Who is Lilly? Lilly is my upstairs neighbor now in Copenhagen. She is in her 80s and has just had painful surgery which has rendered everyday life a bit of a challenge for her. She's a talkative woman and when I do get into conversations with her, I understand everything she says despite the fact that she speaks Danish. I know this has a lot to do with the fact that it's because I WANT to know what she is saying. When I speak to Lilly, I think about my grandmother in Trinidad who I can not be with. I give Lilly my telephone number saying that if she needs anything, please call me. We sit and talk about the fact that she has lived in the very same building I am living in for fifty years. She talks about her husband, who is deceased, and who had gone blind. I listen to stories of lives lived, from a woman whose heart oozes with that tender love one can only have when one is in touch with the glory and magic of life.
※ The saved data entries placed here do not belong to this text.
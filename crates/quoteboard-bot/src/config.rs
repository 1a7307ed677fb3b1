//! Bot configuration.
//!
//! Reads the TOML config file and falls back to sensible defaults when
//! the file or individual keys are missing. Secrets never live here;
//! tokens and API keys come from the environment (loaded via `.env` by
//! the run command).

use std::path::PathBuf;

/// Settings for the daily random-quote broadcast. Present only when both
/// a guild and a channel are configured.
#[derive(Debug, Clone)]
pub struct DailyQuoteConfig {
    /// Cron expression (seconds-resolution, six fields).
    pub schedule: String,
    pub guild_id: String,
    pub channel_id: String,
}

/// Settings for the media-server update broadcast. Present only when at
/// least one target channel is configured.
#[derive(Debug, Clone)]
pub struct JellyfinConfig {
    pub schedule: String,
    pub base_url: String,
    /// Channels that receive the daily update and may invoke the
    /// on-demand command.
    pub channels: Vec<String>,
}

/// Top-level bot configuration.
#[derive(Debug, Clone)]
pub struct Config {
    /// Where the registry snapshot lives.
    pub snapshot_path: PathBuf,
    /// Seconds between periodic snapshot saves.
    pub flush_interval_secs: u64,
    /// Prefix for text commands.
    pub command_prefix: String,
    /// Reaction emoji that saves a quote.
    pub quote_emoji: String,
    /// Reaction emoji that pins / unpins a message.
    pub pin_emoji: String,
    /// Seconds before acknowledgement messages delete themselves.
    pub ack_ttl_secs: u64,
    pub daily_quote: Option<DailyQuoteConfig>,
    pub jellyfin: Option<JellyfinConfig>,
}

impl Default for Config {
    fn default() -> Self {
        Self {
            snapshot_path: PathBuf::from("data/quotes.json"),
            flush_interval_secs: 60,
            command_prefix: "!".to_string(),
            quote_emoji: "💬".to_string(),
            pin_emoji: "📌".to_string(),
            ack_ttl_secs: 10,
            daily_quote: None,
            jellyfin: None,
        }
    }
}

impl Config {
    /// Load configuration from `path`, falling back to defaults for
    /// anything missing or unparsable.
    pub fn load(path: &str) -> Self {
        let content = match std::fs::read_to_string(path) {
            Ok(content) => content,
            Err(_) => return Self::default(),
        };
        match content.parse::<toml::Table>() {
            Ok(table) => Self::from_table(&table),
            Err(error) => {
                tracing::warn!(%error, path, "config file is not valid TOML, using defaults");
                Self::default()
            }
        }
    }

    fn from_table(table: &toml::Table) -> Self {
        let defaults = Self::default();

        let bot = section(table, "bot");
        let store = section(table, "store");

        let daily_quote = section(table, "daily_quote").and_then(|section| {
            let guild_id = str_key(section, "guild_id")?;
            let channel_id = str_key(section, "channel_id")?;
            Some(DailyQuoteConfig {
                schedule: str_key(section, "schedule")
                    .unwrap_or_else(|| "0 0 8 * * *".to_string()),
                guild_id,
                channel_id,
            })
        });

        let jellyfin = section(table, "jellyfin").and_then(|section| {
            let channels: Vec<String> = section
                .get("channels")
                .and_then(|v| v.as_array())
                .map(|values| {
                    values
                        .iter()
                        .filter_map(|v| v.as_str().map(String::from))
                        .collect()
                })
                .unwrap_or_default();
            if channels.is_empty() {
                return None;
            }
            Some(JellyfinConfig {
                schedule: str_key(section, "schedule")
                    .unwrap_or_else(|| "0 0 4 * * *".to_string()),
                base_url: str_key(section, "base_url")
                    .unwrap_or_else(|| "http://localhost:8096/jelly".to_string()),
                channels,
            })
        });

        Self {
            snapshot_path: store
                .and_then(|s| str_key(s, "snapshot_path"))
                .map(PathBuf::from)
                .unwrap_or(defaults.snapshot_path),
            flush_interval_secs: store
                .and_then(|s| int_key(s, "flush_interval_secs"))
                .map(|v| v.max(1) as u64)
                .unwrap_or(defaults.flush_interval_secs),
            command_prefix: bot
                .and_then(|s| str_key(s, "command_prefix"))
                .unwrap_or(defaults.command_prefix),
            quote_emoji: bot
                .and_then(|s| str_key(s, "quote_emoji"))
                .unwrap_or(defaults.quote_emoji),
            pin_emoji: bot
                .and_then(|s| str_key(s, "pin_emoji"))
                .unwrap_or(defaults.pin_emoji),
            ack_ttl_secs: bot
                .and_then(|s| int_key(s, "ack_ttl_secs"))
                .map(|v| v.max(1) as u64)
                .unwrap_or(defaults.ack_ttl_secs),
            daily_quote,
            jellyfin,
        }
    }
}

fn section<'a>(table: &'a toml::Table, name: &str) -> Option<&'a toml::Table> {
    match table.get(name) {
        Some(toml::Value::Table(section)) => Some(section),
        _ => None,
    }
}

fn str_key(section: &toml::Table, key: &str) -> Option<String> {
    section.get(key).and_then(|v| v.as_str()).map(String::from)
}

fn int_key(section: &toml::Table, key: &str) -> Option<i64> {
    section.get(key).and_then(|v| v.as_integer())
}

// ── tests ────────────────────────────────────────────────────────────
There are many other such meetings and connections I have made throughout the years...but I think, what a great principle to live one's life by: Missing a family member? Unable to do what you can right there where you are for your family or friends back home? Open your eyes, they are right in front of you: there are always people around you, immediately around you who would cherish a connection with you. Just think if we all did this consistently. Then there would be no lonely people. No people in need of a manicure because they can no longer do it for themselves. No one in need of social services buying groceries for them cause their neighbor offers to pick up a thing or two for them while they go grocery shopping. Connections. It's all about making these connections--that in the end we are all really, part of the same family, regardless of distance, roots and nationality.
Happy Sunday,
the lab
Comments
What's amazing is that your description demonstrates nothing short of a rich life. By connecting with people, our lives are all the more amazing and we can identify the great things AS they happen, as opposed to when it's too late.